Most medical providers check for cervical infections by doing cervical cultures several days or weeks before a saline-infusion sonogram. Your provider positions a small catheter through the cervix to fill the uterus with fluid. The catheter could theoretically spread an existing infection in the cervix to the uterus, so many providers also prescribe preventative antibiotics to be taken before and after the test. Even with the antibiotics, you can develop an infection or other complication after a saline-infusion sonogram, but the risk is very small -- less than 1 percent.

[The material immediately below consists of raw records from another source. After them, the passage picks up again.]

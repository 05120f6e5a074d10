//! Receiver pulse capture
//!
//! Measures high-time on the receiver input. Edges are dropped while the
//! store has capture suspended.

use defmt::*;
use embassy_rp::gpio::Input;
use embassy_time::Instant;

use crate::rx::capture_suspended;

#[embassy_executor::task]
pub async fn rx_capture_task(mut input: Input<'static>) {
    info!("RX capture task started");

    let mut rising_at: Option<Instant> = None;

    loop {
        input.wait_for_any_edge().await;
        let now = Instant::now();

        if capture_suspended() {
            rising_at = None;
            continue;
        }

        if input.is_high() {
            rising_at = Some(now);
        } else if let Some(start) = rising_at.take() {
            trace!("RX pulse {} us", (now - start).as_micros());
        }
    }
}
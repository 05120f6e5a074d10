//! Rate profiles
//!
//! Stick-to-rate mapping coefficients. Values are stored as the small
//! integers the configurator edits (×100 scale for rates and expo, ×100 for
//! throttle mid/expo).

use postcard::experimental::max_size::MaxSize;
use serde::{Deserialize, Serialize};

use super::AXIS_COUNT;

/// Axis index for roll in per-axis arrays
pub const ROLL: usize = 0;
/// Axis index for pitch in per-axis arrays
pub const PITCH: usize = 1;
/// Axis index for yaw in per-axis arrays
pub const YAW: usize = 2;

/// Stick response and throttle curve parameters
#[derive(Debug, Clone, Copy, PartialEq, Eq, Serialize, Deserialize, MaxSize)]
#[cfg_attr(feature = "defmt", derive(defmt::Format))]
pub struct RateProfile {
    /// Overall roll/pitch stick rate
    pub rc_rate: u8,
    /// Roll/pitch expo
    pub rc_expo: u8,
    /// Yaw expo
    pub rc_yaw_expo: u8,
    /// Throttle curve mid point
    pub thr_mid: u8,
    /// Throttle curve expo
    pub thr_expo: u8,
    /// Throttle-dependent PID attenuation
    pub dyn_thr_pid: u8,
    /// Per-axis super rates
    pub rates: [u8; AXIS_COUNT],
    /// Throttle value above which `dyn_thr_pid` applies
    pub tpa_breakpoint: u16,
}

impl Default for RateProfile {
    fn default() -> Self {
        Self {
            rc_rate: 20,
            rc_expo: 40,
            rc_yaw_expo: 20,
            thr_mid: 50,
            thr_expo: 0,
            dyn_thr_pid: 0,
            rates: [5, 5, 25],
            tpa_breakpoint: 1500,
        }
    }
}
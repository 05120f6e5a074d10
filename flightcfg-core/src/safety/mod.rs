//! Failure handling
//!
//! Signals unrecoverable storage faults to the pilot.

pub mod failure;

pub use failure::{blink_count, failure_mode};
//! Feature conflict resolution
//!
//! [`fix`] makes one ordered pass over the record and clears features that
//! cannot coexist. The order below is part of the contract: a later rule may
//! clear something an earlier rule relied on, and nothing is re-checked.
//!
//! 1. No receiver input selected: select parallel PWM.
//! 2. Receiver priority MSP > serial > PPM > parallel PWM:
//!    PPM clears PWM; MSP clears serial, PWM, PPM; serial clears PWM, PPM.
//! 3. Parallel PWM takes the pins of RSSI ADC, an ADC current meter and the
//!    LED strip where the board shares them, and always those of soft serial.
//! 4. Board exclusion rules, in table order.
//! 5. Board adjustments: forced telemetry inversion, serial RX port pinning.
//! 6. An invalid serial port assignment is reset to the board default.
//!
//! Every rule only clears features, except rule 1 which runs before anything
//! reads receiver bits, so running [`fix`] on its own output changes nothing.

use heapless::Vec;

use crate::config::record::CurrentMeterType;
use crate::config::serial::{SerialConfig, SerialFunction, SerialPortId};
use crate::config::target::{ExclusionRule, SerialRxPinning, Target, TargetInfo};
use crate::config::{ConfigRecord, FeatureMask};

/// Fixes recorded per pass
pub const MAX_FIXES: usize = 16;

/// Rule that produced a fix
#[derive(Debug, Clone, Copy, PartialEq, Eq)]
#[cfg_attr(feature = "defmt", derive(defmt::Format))]
pub enum Rule {
    NoRxMethod,
    RxPriority,
    ParallelPwmPins,
    Exclusion(ExclusionRule),
    TelemetryInversion,
    SerialRxPinning,
    SerialConfigReset,
}

/// What a rule changed
#[derive(Debug, Clone, Copy, PartialEq, Eq)]
#[cfg_attr(feature = "defmt", derive(defmt::Format))]
pub enum Change {
    Set(FeatureMask),
    Cleared(FeatureMask),
    /// A non-feature setting was rewritten
    Setting,
}

/// One correction applied by [`fix`]
#[derive(Debug, Clone, Copy, PartialEq, Eq)]
#[cfg_attr(feature = "defmt", derive(defmt::Format))]
pub struct Fix {
    pub rule: Rule,
    pub change: Change,
}

/// Corrections applied by one pass
#[derive(Debug, Clone, Default, PartialEq, Eq)]
pub struct FixReport {
    fixes: Vec<Fix, MAX_FIXES>,
    truncated: bool,
}

impl FixReport {
    /// Whether the record was already consistent
    pub fn is_empty(&self) -> bool {
        self.fixes.is_empty() && !self.truncated
    }

    /// Recorded fixes, in application order
    pub fn fixes(&self) -> &[Fix] {
        &self.fixes
    }

    /// Whether any fix came from `rule`
    pub fn applied(&self, rule: Rule) -> bool {
        self.fixes.iter().any(|f| f.rule == rule)
    }

    /// More fixes were applied than could be recorded
    pub fn is_truncated(&self) -> bool {
        self.truncated
    }

    fn push(&mut self, rule: Rule, change: Change) {
        if self.fixes.push(Fix { rule, change }).is_err() {
            self.truncated = true;
        }
    }
}

struct Resolver<'a> {
    record: &'a mut ConfigRecord,
    info: &'static TargetInfo,
    report: FixReport,
}

impl Resolver<'_> {
    fn has(&self, mask: FeatureMask) -> bool {
        self.record.features.contains(mask)
    }

    fn set(&mut self, mask: FeatureMask, rule: Rule) {
        let added = mask.difference(self.record.features);
        if !added.is_empty() {
            self.record.features.insert(added);
            self.report.push(rule, Change::Set(added));
        }
    }

    fn clear(&mut self, mask: FeatureMask, rule: Rule) {
        let removed = mask.intersection(self.record.features);
        if !removed.is_empty() {
            self.record.features.remove(removed);
            self.report.push(rule, Change::Cleared(removed));
        }
    }

    fn adc_current_meter(&self) -> bool {
        self.record.battery.current_meter_type == CurrentMeterType::Adc
    }

    fn rx_method(&mut self) {
        if !self.record.features.intersects(FeatureMask::RX_METHODS) {
            self.set(FeatureMask::RX_PARALLEL_PWM, Rule::NoRxMethod);
        }
    }

    fn rx_priority(&mut self) {
        if self.has(FeatureMask::RX_PPM) {
            self.clear(FeatureMask::RX_PARALLEL_PWM, Rule::RxPriority);
        }
        if self.has(FeatureMask::RX_MSP) {
            self.clear(
                FeatureMask::RX_SERIAL | FeatureMask::RX_PARALLEL_PWM | FeatureMask::RX_PPM,
                Rule::RxPriority,
            );
        }
        if self.has(FeatureMask::RX_SERIAL) {
            self.clear(
                FeatureMask::RX_PARALLEL_PWM | FeatureMask::RX_PPM,
                Rule::RxPriority,
            );
        }
    }

    fn parallel_pwm_pins(&mut self) {
        if !self.has(FeatureMask::RX_PARALLEL_PWM) {
            return;
        }

        let contention = self.info.pwm_contention;
        if contention.rssi_adc {
            self.clear(FeatureMask::RSSI_ADC, Rule::ParallelPwmPins);
        }
        if contention.current_meter_adc && self.adc_current_meter() {
            self.clear(FeatureMask::CURRENT_METER, Rule::ParallelPwmPins);
        }
        if contention.led_strip {
            self.clear(FeatureMask::LED_STRIP, Rule::ParallelPwmPins);
        }
        self.clear(FeatureMask::SOFTSERIAL, Rule::ParallelPwmPins);
    }

    fn exclusions(&mut self) {
        for &exclusion in self.info.exclusions {
            let rule = Rule::Exclusion(exclusion);
            match exclusion {
                ExclusionRule::LedStripVsSoftSerial => {
                    if self.has(FeatureMask::SOFTSERIAL) {
                        self.clear(FeatureMask::LED_STRIP, rule);
                    }
                }
                ExclusionRule::SonarCurrentMeterOnParallelPwm => {
                    if self.has(
                        FeatureMask::RX_PARALLEL_PWM
                            | FeatureMask::SONAR
                            | FeatureMask::CURRENT_METER,
                    ) && self.adc_current_meter()
                    {
                        self.clear(FeatureMask::CURRENT_METER, rule);
                    }
                }
                ExclusionRule::SonarVsCurrentMeter => {
                    if self.has(FeatureMask::SONAR | FeatureMask::CURRENT_METER)
                        && self.adc_current_meter()
                    {
                        self.clear(FeatureMask::CURRENT_METER, rule);
                    }
                }
                ExclusionRule::DisplayVsUsart3 => {
                    if self.record.serial.uses_port(SerialPortId::Usart3) {
                        self.clear(FeatureMask::DISPLAY, rule);
                    }
                }
                ExclusionRule::SonarVsSoftSerial => {
                    if self.has(FeatureMask::SOFTSERIAL) {
                        self.clear(FeatureMask::SONAR, rule);
                    }
                }
            }
        }
    }

    fn board_adjustments(&mut self) {
        if self.info.forced_telemetry_inversion && !self.record.telemetry.inversion {
            self.record.telemetry.inversion = true;
            self.report.push(Rule::TelemetryInversion, Change::Setting);
        }

        if let Some(pinning) = self.info.serialrx_pinning {
            if pin_serial_rx(self.record, pinning) {
                self.report.push(Rule::SerialRxPinning, Change::Setting);
            }
        }
    }

    fn serial_config(&mut self) {
        if self.record.serial.is_valid() {
            return;
        }

        self.record.serial = crate::config::defaults::board_serial_config(self.info);
        if let Some(pinning) = self.info.serialrx_pinning {
            pin_serial_rx(self.record, pinning);
        }
        self.report.push(Rule::SerialConfigReset, Change::Setting);
    }
}

/// Force the board's fixed serial layout, returning whether anything changed
fn pin_serial_rx(record: &mut ConfigRecord, pinning: SerialRxPinning) -> bool {
    let before = (record.serial, record.rx.serialrx_provider);

    set_port_functions(&mut record.serial, pinning.msp_port, SerialFunction::MSP);
    if record.features.contains(FeatureMask::RX_SERIAL) {
        set_port_functions(&mut record.serial, pinning.rx_port, SerialFunction::RX_SERIAL);
        record.rx.serialrx_provider = pinning.provider;
    }

    before != (record.serial, record.rx.serialrx_provider)
}

fn set_port_functions(serial: &mut SerialConfig, index: usize, functions: SerialFunction) {
    if let Some(port) = serial.ports.get_mut(index) {
        port.functions = functions;
    }
}

/// Resolve feature conflicts in `record` for `target`
///
/// Single ordered pass; see the module docs for the rule order.
pub fn fix(record: &mut ConfigRecord, target: Target) -> FixReport {
    let mut resolver = Resolver {
        record,
        info: target.info(),
        report: FixReport::default(),
    };

    resolver.rx_method();
    resolver.rx_priority();
    resolver.parallel_pwm_pins();
    resolver.exclusions();
    resolver.board_adjustments();
    resolver.serial_config();

    for f in resolver.report.fixes() {
        log_info!("Config fix: {:?} {:?}", f.rule, f.change);
    }
    if resolver.report.is_truncated() {
        log_warn!("Config fix list truncated");
    }

    resolver.report
}
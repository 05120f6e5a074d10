//! Per-board default table
//!
//! Board differences (flash geometry, default features, which peripherals
//! share pins or timers, serial port layout, tuning for odd airframes) are
//! data. The record defaults, the resolver and the store look them up here
//! rather than branching on the board.

use super::features::FeatureMask;
use super::record::MotorMix;
use super::serial::{BaudRate, SerialFunction, SerialPortId};
use super::SERIAL_PORT_COUNT;

/// Microcontroller family
#[derive(Debug, Clone, Copy, PartialEq, Eq)]
#[cfg_attr(feature = "defmt", derive(defmt::Format))]
pub enum McuFamily {
    Stm32F1,
    Stm32F3,
    Stm32F4,
    Rp2040,
}

/// Where the configuration lives in flash
#[derive(Debug, Clone, Copy, PartialEq, Eq)]
#[cfg_attr(feature = "defmt", derive(defmt::Format))]
pub struct FlashGeometry {
    /// Address of the first flash byte
    pub base: u32,
    /// Total flash size in bytes
    pub size: u32,
    /// Erase granularity in bytes
    pub page_size: u32,
    /// Bytes reserved for the configuration image
    pub reserved: u32,
    /// Dedicated configuration sector, otherwise the end of flash
    pub config_address: Option<u32>,
}

impl FlashGeometry {
    /// Reserve the last 2KB (≤128KB parts) or 4KB of flash
    pub const fn end_of_flash(base: u32, size: u32, page_size: u32) -> Self {
        let reserved = if size <= 128 * 1024 { 0x800 } else { 0x1000 };
        Self {
            base,
            size,
            page_size,
            reserved,
            config_address: None,
        }
    }

    /// Start address of the configuration region
    pub const fn config_start(&self) -> u32 {
        match self.config_address {
            Some(address) => address,
            None => self.base + self.size - self.reserved,
        }
    }
}

/// Peripherals the board can carry
#[derive(Debug, Clone, Copy, PartialEq, Eq)]
#[cfg_attr(feature = "defmt", derive(defmt::Format))]
pub struct Capabilities {
    pub gps: bool,
    pub baro: bool,
    pub servos: bool,
    pub led_strip: bool,
}

/// Features that share pins with parallel PWM receiver input
#[derive(Debug, Clone, Copy, PartialEq, Eq)]
#[cfg_attr(feature = "defmt", derive(defmt::Format))]
pub struct PwmContention {
    pub rssi_adc: bool,
    /// Only an ADC current meter contends
    pub current_meter_adc: bool,
    pub led_strip: bool,
}

impl PwmContention {
    const NONE: Self = Self {
        rssi_adc: false,
        current_meter_adc: false,
        led_strip: false,
    };

    const ALL: Self = Self {
        rssi_adc: true,
        current_meter_adc: true,
        led_strip: true,
    };
}

/// Board-specific mutual exclusions, applied in table order
#[derive(Debug, Clone, Copy, PartialEq, Eq)]
#[cfg_attr(feature = "defmt", derive(defmt::Format))]
pub enum ExclusionRule {
    /// LED strip and soft serial share a timer: soft serial wins
    LedStripVsSoftSerial,
    /// Sonar and an ADC current meter cannot both run with parallel PWM
    SonarCurrentMeterOnParallelPwm,
    /// Sonar and an ADC current meter share a pin
    SonarVsCurrentMeter,
    /// Display and a used USART3 share pins: the port wins
    DisplayVsUsart3,
    /// Sonar and soft serial share a timer: soft serial wins
    SonarVsSoftSerial,
}

/// Default function assignment for one serial port
#[derive(Debug, Clone, Copy, PartialEq, Eq)]
#[cfg_attr(feature = "defmt", derive(defmt::Format))]
pub struct PortOverride {
    pub index: usize,
    pub functions: SerialFunction,
    pub msp_baud: Option<BaudRate>,
}

/// Fixed serial layout enforced whenever a serial receiver is configured
#[derive(Debug, Clone, Copy, PartialEq, Eq)]
#[cfg_attr(feature = "defmt", derive(defmt::Format))]
pub struct SerialRxPinning {
    pub msp_port: usize,
    pub rx_port: usize,
    pub provider: u8,
}

/// Tuning for boards whose airframe differs from a stock quad
#[derive(Debug, Clone, Copy, PartialEq)]
pub struct TuningOverrides {
    pub min_throttle: u16,
    pub max_throttle: u16,
    pub motor_pwm_rate: u16,
    pub roll_pitch_p: u8,
    pub rc_rate: u8,
    /// Roll, pitch, yaw rates
    pub rates: [u8; 3],
    pub failsafe_delay: u8,
    pub failsafe_off_delay: u8,
    pub vbat_scale: Option<u8>,
    pub spektrum_sat_bind: u8,
    pub channel_map: &'static str,
    pub custom_mix: &'static [MotorMix],
}

/// Everything that differs between boards
#[derive(Debug, Clone, Copy, PartialEq)]
pub struct TargetInfo {
    pub name: &'static str,
    pub mcu: McuFamily,
    pub flash: FlashGeometry,
    /// Set on top of the common defaults
    pub default_features: FeatureMask,
    /// Cleared from the common defaults
    pub cleared_features: FeatureMask,
    pub capabilities: Capabilities,
    pub pwm_contention: PwmContention,
    pub exclusions: &'static [ExclusionRule],
    pub serialrx_provider: u8,
    pub serial_ports: [SerialPortId; SERIAL_PORT_COUNT],
    pub port_overrides: &'static [PortOverride],
    pub blackbox_device: u8,
    pub brushed_motors: bool,
    /// Hardware inverter on the telemetry line is always used
    pub forced_telemetry_inversion: bool,
    pub serialrx_pinning: Option<SerialRxPinning>,
    pub tuning: Option<TuningOverrides>,
}

/// Supported boards
#[derive(Debug, Clone, Copy, PartialEq, Eq)]
#[cfg_attr(feature = "defmt", derive(defmt::Format))]
pub enum Target {
    Naze,
    Cc3d,
    Cjmcu,
    SpRacingF3,
    ColibriRace,
    AlienWiiF3,
    Revo,
    Rp2040,
}

impl Target {
    /// Every board in the table
    pub const ALL: [Target; 8] = [
        Target::Naze,
        Target::Cc3d,
        Target::Cjmcu,
        Target::SpRacingF3,
        Target::ColibriRace,
        Target::AlienWiiF3,
        Target::Revo,
        Target::Rp2040,
    ];

    /// Table entry for this board
    pub const fn info(self) -> &'static TargetInfo {
        match self {
            Target::Naze => &NAZE,
            Target::Cc3d => &CC3D,
            Target::Cjmcu => &CJMCU,
            Target::SpRacingF3 => &SPRACINGF3,
            Target::ColibriRace => &COLIBRI_RACE,
            Target::AlienWiiF3 => &ALIENWIIF3,
            Target::Revo => &REVO,
            Target::Rp2040 => &RP2040,
        }
    }
}

const STM32_FLASH_BASE: u32 = 0x0800_0000;

/// SBUS serial receiver protocol id
pub const SERIALRX_SBUS: u8 = 2;

const F1_PORTS: [SerialPortId; SERIAL_PORT_COUNT] = [
    SerialPortId::Usart1,
    SerialPortId::Usart2,
    SerialPortId::SoftSerial1,
    SerialPortId::SoftSerial2,
    SerialPortId::Usart3,
];

const VCP_PORTS: [SerialPortId; SERIAL_PORT_COUNT] = [
    SerialPortId::UsbVcp,
    SerialPortId::Usart1,
    SerialPortId::Usart2,
    SerialPortId::Usart3,
    SerialPortId::SoftSerial1,
];

const ALL_CAPABILITIES: Capabilities = Capabilities {
    gps: true,
    baro: true,
    servos: true,
    led_strip: true,
};

const NAZE: TargetInfo = TargetInfo {
    name: "NAZE",
    mcu: McuFamily::Stm32F1,
    flash: FlashGeometry::end_of_flash(STM32_FLASH_BASE, 128 * 1024, 0x400),
    default_features: FeatureMask::VBAT,
    cleared_features: FeatureMask::empty(),
    capabilities: ALL_CAPABILITIES,
    pwm_contention: PwmContention::ALL,
    exclusions: &[
        ExclusionRule::LedStripVsSoftSerial,
        ExclusionRule::SonarCurrentMeterOnParallelPwm,
    ],
    serialrx_provider: 0,
    serial_ports: F1_PORTS,
    port_overrides: &[],
    blackbox_device: 0,
    brushed_motors: false,
    forced_telemetry_inversion: false,
    serialrx_pinning: None,
    tuning: None,
};

const CC3D: TargetInfo = TargetInfo {
    name: "CC3D",
    mcu: McuFamily::Stm32F1,
    flash: FlashGeometry::end_of_flash(STM32_FLASH_BASE, 128 * 1024, 0x400),
    default_features: FeatureMask::VBAT,
    cleared_features: FeatureMask::empty(),
    capabilities: ALL_CAPABILITIES,
    pwm_contention: PwmContention::ALL,
    exclusions: &[
        ExclusionRule::LedStripVsSoftSerial,
        ExclusionRule::DisplayVsUsart3,
        ExclusionRule::SonarVsSoftSerial,
    ],
    serialrx_provider: 0,
    serial_ports: [
        SerialPortId::UsbVcp,
        SerialPortId::Usart1,
        SerialPortId::Usart3,
        SerialPortId::SoftSerial1,
        SerialPortId::Usart2,
    ],
    // MSP on USART1 as well as VCP so the board can always be reconfigured
    port_overrides: &[PortOverride {
        index: 1,
        functions: SerialFunction::MSP,
        msp_baud: None,
    }],
    blackbox_device: 0,
    brushed_motors: false,
    forced_telemetry_inversion: false,
    serialrx_pinning: None,
    tuning: None,
};

const CJMCU: TargetInfo = TargetInfo {
    name: "CJMCU",
    mcu: McuFamily::Stm32F1,
    flash: FlashGeometry::end_of_flash(STM32_FLASH_BASE, 64 * 1024, 0x400),
    default_features: FeatureMask::RX_PPM,
    cleared_features: FeatureMask::empty(),
    capabilities: Capabilities {
        gps: false,
        baro: false,
        servos: false,
        led_strip: true,
    },
    pwm_contention: PwmContention::ALL,
    exclusions: &[],
    serialrx_provider: 0,
    serial_ports: F1_PORTS,
    port_overrides: &[],
    blackbox_device: 0,
    brushed_motors: true,
    forced_telemetry_inversion: false,
    serialrx_pinning: None,
    tuning: None,
};

const SPRACINGF3: TargetInfo = TargetInfo {
    name: "SPRACINGF3",
    mcu: McuFamily::Stm32F3,
    flash: FlashGeometry::end_of_flash(STM32_FLASH_BASE, 256 * 1024, 0x800),
    default_features: FeatureMask::VBAT.union(FeatureMask::BLACKBOX),
    cleared_features: FeatureMask::empty(),
    capabilities: ALL_CAPABILITIES,
    pwm_contention: PwmContention::NONE,
    exclusions: &[],
    serialrx_provider: 0,
    serial_ports: VCP_PORTS,
    port_overrides: &[],
    blackbox_device: 1,
    brushed_motors: false,
    forced_telemetry_inversion: true,
    serialrx_pinning: None,
    tuning: None,
};

const COLIBRI_RACE: TargetInfo = TargetInfo {
    name: "COLIBRI_RACE",
    mcu: McuFamily::Stm32F3,
    flash: FlashGeometry::end_of_flash(STM32_FLASH_BASE, 256 * 1024, 0x800),
    default_features: FeatureMask::VBAT.union(FeatureMask::RX_PPM),
    cleared_features: FeatureMask::empty(),
    capabilities: Capabilities {
        gps: true,
        baro: true,
        servos: true,
        led_strip: true,
    },
    pwm_contention: PwmContention::NONE,
    exclusions: &[],
    serialrx_provider: 0,
    serial_ports: VCP_PORTS,
    port_overrides: &[],
    blackbox_device: 0,
    brushed_motors: false,
    forced_telemetry_inversion: true,
    serialrx_pinning: Some(SerialRxPinning {
        msp_port: 0,
        rx_port: 2,
        provider: SERIALRX_SBUS,
    }),
    tuning: None,
};

/// Custom hex-X mix for the AlienWii frame
const ALIENWII_MIX: [MotorMix; 8] = [
    MotorMix::new(1.0, -0.414178, 1.0, -1.0),  // REAR_R
    MotorMix::new(1.0, -0.414178, -1.0, 1.0),  // FRONT_R
    MotorMix::new(1.0, 0.414178, 1.0, 1.0),    // REAR_L
    MotorMix::new(1.0, 0.414178, -1.0, -1.0),  // FRONT_L
    MotorMix::new(1.0, -1.0, -0.414178, -1.0), // MIDFRONT_R
    MotorMix::new(1.0, 1.0, -0.414178, 1.0),   // MIDFRONT_L
    MotorMix::new(1.0, -1.0, 0.414178, 1.0),   // MIDREAR_R
    MotorMix::new(1.0, 1.0, 0.414178, -1.0),   // MIDREAR_L
];

const ALIENWIIF3: TargetInfo = TargetInfo {
    name: "ALIENWIIF3",
    mcu: McuFamily::Stm32F3,
    flash: FlashGeometry::end_of_flash(STM32_FLASH_BASE, 256 * 1024, 0x800),
    default_features: FeatureMask::VBAT
        .union(FeatureMask::RX_SERIAL)
        .union(FeatureMask::MOTOR_STOP),
    cleared_features: FeatureMask::ONESHOT125,
    capabilities: ALL_CAPABILITIES,
    pwm_contention: PwmContention::NONE,
    exclusions: &[],
    serialrx_provider: 1,
    serial_ports: VCP_PORTS,
    port_overrides: &[PortOverride {
        index: 2,
        functions: SerialFunction::RX_SERIAL,
        msp_baud: None,
    }],
    blackbox_device: 0,
    brushed_motors: true,
    forced_telemetry_inversion: true,
    serialrx_pinning: None,
    tuning: Some(TuningOverrides {
        min_throttle: 1000,
        max_throttle: 2000,
        motor_pwm_rate: 32000,
        roll_pitch_p: 36,
        rc_rate: 40,
        rates: [20, 20, 100],
        failsafe_delay: 2,
        failsafe_off_delay: 0,
        vbat_scale: Some(20),
        spektrum_sat_bind: 5,
        channel_map: "TAER1234",
        custom_mix: &ALIENWII_MIX,
    }),
};

const REVO: TargetInfo = TargetInfo {
    name: "REVO",
    mcu: McuFamily::Stm32F4,
    flash: FlashGeometry {
        base: STM32_FLASH_BASE,
        size: 1024 * 1024,
        page_size: 0x20000,
        reserved: 0x1000,
        config_address: Some(0x0808_0000),
    },
    default_features: FeatureMask::VBAT
        .union(FeatureMask::RX_SERIAL)
        .union(FeatureMask::BLACKBOX),
    cleared_features: FeatureMask::empty(),
    capabilities: ALL_CAPABILITIES,
    pwm_contention: PwmContention::NONE,
    exclusions: &[],
    serialrx_provider: SERIALRX_SBUS,
    serial_ports: VCP_PORTS,
    port_overrides: &[
        PortOverride {
            index: 1,
            functions: SerialFunction::RX_SERIAL,
            msp_baud: None,
        },
        PortOverride {
            index: 2,
            functions: SerialFunction::MSP,
            msp_baud: Some(BaudRate::B9600),
        },
    ],
    blackbox_device: 1,
    brushed_motors: false,
    forced_telemetry_inversion: false,
    serialrx_pinning: None,
    tuning: None,
};

const RP2040: TargetInfo = TargetInfo {
    name: "RP2040",
    mcu: McuFamily::Rp2040,
    flash: FlashGeometry {
        base: 0,
        size: 2 * 1024 * 1024,
        page_size: 4096,
        reserved: 4096,
        config_address: Some(2 * 1024 * 1024 - 4096),
    },
    default_features: FeatureMask::empty(),
    cleared_features: FeatureMask::empty(),
    capabilities: Capabilities {
        gps: true,
        baro: false,
        servos: true,
        led_strip: false,
    },
    pwm_contention: PwmContention::NONE,
    exclusions: &[],
    serialrx_provider: 0,
    serial_ports: VCP_PORTS,
    port_overrides: &[],
    blackbox_device: 0,
    brushed_motors: false,
    forced_telemetry_inversion: false,
    serialrx_pinning: None,
    tuning: None,
};

#[cfg(test)]
mod tests {
    use super::*;

    #[test]
    fn test_end_of_flash_reservation() {
        let small = FlashGeometry::end_of_flash(STM32_FLASH_BASE, 128 * 1024, 0x400);
        assert_eq!(small.reserved, 0x800);
        assert_eq!(small.config_start(), 0x0801_F800);

        let large = FlashGeometry::end_of_flash(STM32_FLASH_BASE, 256 * 1024, 0x800);
        assert_eq!(large.reserved, 0x1000);
        assert_eq!(large.config_start(), 0x0803_F000);
    }

    #[test]
    fn test_dedicated_config_sector() {
        assert_eq!(Target::Revo.info().flash.config_start(), 0x0808_0000);
    }

    #[test]
    fn test_board_names_are_unique() {
        for (i, a) in Target::ALL.iter().enumerate() {
            for b in &Target::ALL[i + 1..] {
                assert_ne!(a.info().name, b.info().name);
            }
        }
        assert_eq!(Target::Rp2040.info().mcu, McuFamily::Rp2040);
        assert_eq!(Target::Revo.info().mcu, McuFamily::Stm32F4);
    }

    #[test]
    fn test_config_region_is_page_aligned() {
        for target in Target::ALL {
            let flash = target.info().flash;
            let offset = flash.config_start() - flash.base;
            assert_eq!(offset % flash.page_size.min(flash.reserved), 0, "{:?}", target);
        }
    }
}
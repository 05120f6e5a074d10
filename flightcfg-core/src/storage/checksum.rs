//! XOR checksum
//!
//! The last byte of an image is chosen so the XOR of every byte, including
//! itself, is zero. Validity can then be checked without a reference value.

/// Running XOR of every byte
pub fn checksum(bytes: &[u8]) -> u8 {
    let mut checksum = 0u8;
    for &byte in bytes {
        checksum ^= byte;
    }
    checksum
}

/// Write the closing checksum into the last byte of `image`
///
/// Does nothing on an empty slice.
pub fn stamp(image: &mut [u8]) {
    let Some((last, body)) = image.split_last_mut() else {
        return;
    };
    *last = 0;
    *last = checksum(body);
}

/// Whether `image` XORs to zero
pub fn verify(image: &[u8]) -> bool {
    checksum(image) == 0
}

To do a saline-infusion sonogram, your medical provider first fills the uterus with sterile fluid through a sterile catheter inserted through the vagina and cervix into the uterus. He then positions the ultrasound probe inside the vagina, as this location is closest to the reproductive organs and provides the most accurate images. The probe emits sound waves at a frequency inaudible to human ears. Most transvaginal ultrasound exams take less than 10 minutes to perform; a saline-infusion sonogram typically doesn't take much longer than this.
After the Test
Although you generally don't experience much pain during a saline-infusion sonogram, you may feel some discomfort and often significant cramping. In addition to the discomfort associated with the placement of a speculum and the vaginal ultrasound probe, many women experience painful menstrual cramps when the fluid enters and distends the uterus. Taking an over-the-counter pain reliever such as ibuprofen, or even an anti-anxiety medication taken one to two hours prior to the procedure, can help minimize discomfort. After the procedure, you typically have no activity restrictions, but light cramping and bleeding commonly occur for several days following the exam. If you experience fevers, severe or persistent pains or heavy or persistent bleeding after a saline-infusion sonogram, call your medical provider to discuss your symptoms.
A saline-infusion sonogram is generally considered a good screening test for abnormalities of the endometrium. It can catch abnormalities in the uterus, but it doesn't distinguish one kind of abnormality, such as a fibroid, from another, such as a polyp. Also, while this test very reliably finds abnormalities if they do exist, false positive readings can occur, indicating that something is wrong when it isn't. If your provider interprets your test results as normal, you normally need no follow-up imaging. If the saline-infusion sonogram is abnormal, she will suggest a more definitive -- and usually more invasive -- test, such as a hysteroscopy, to verify the saline-infusion sonogram findings.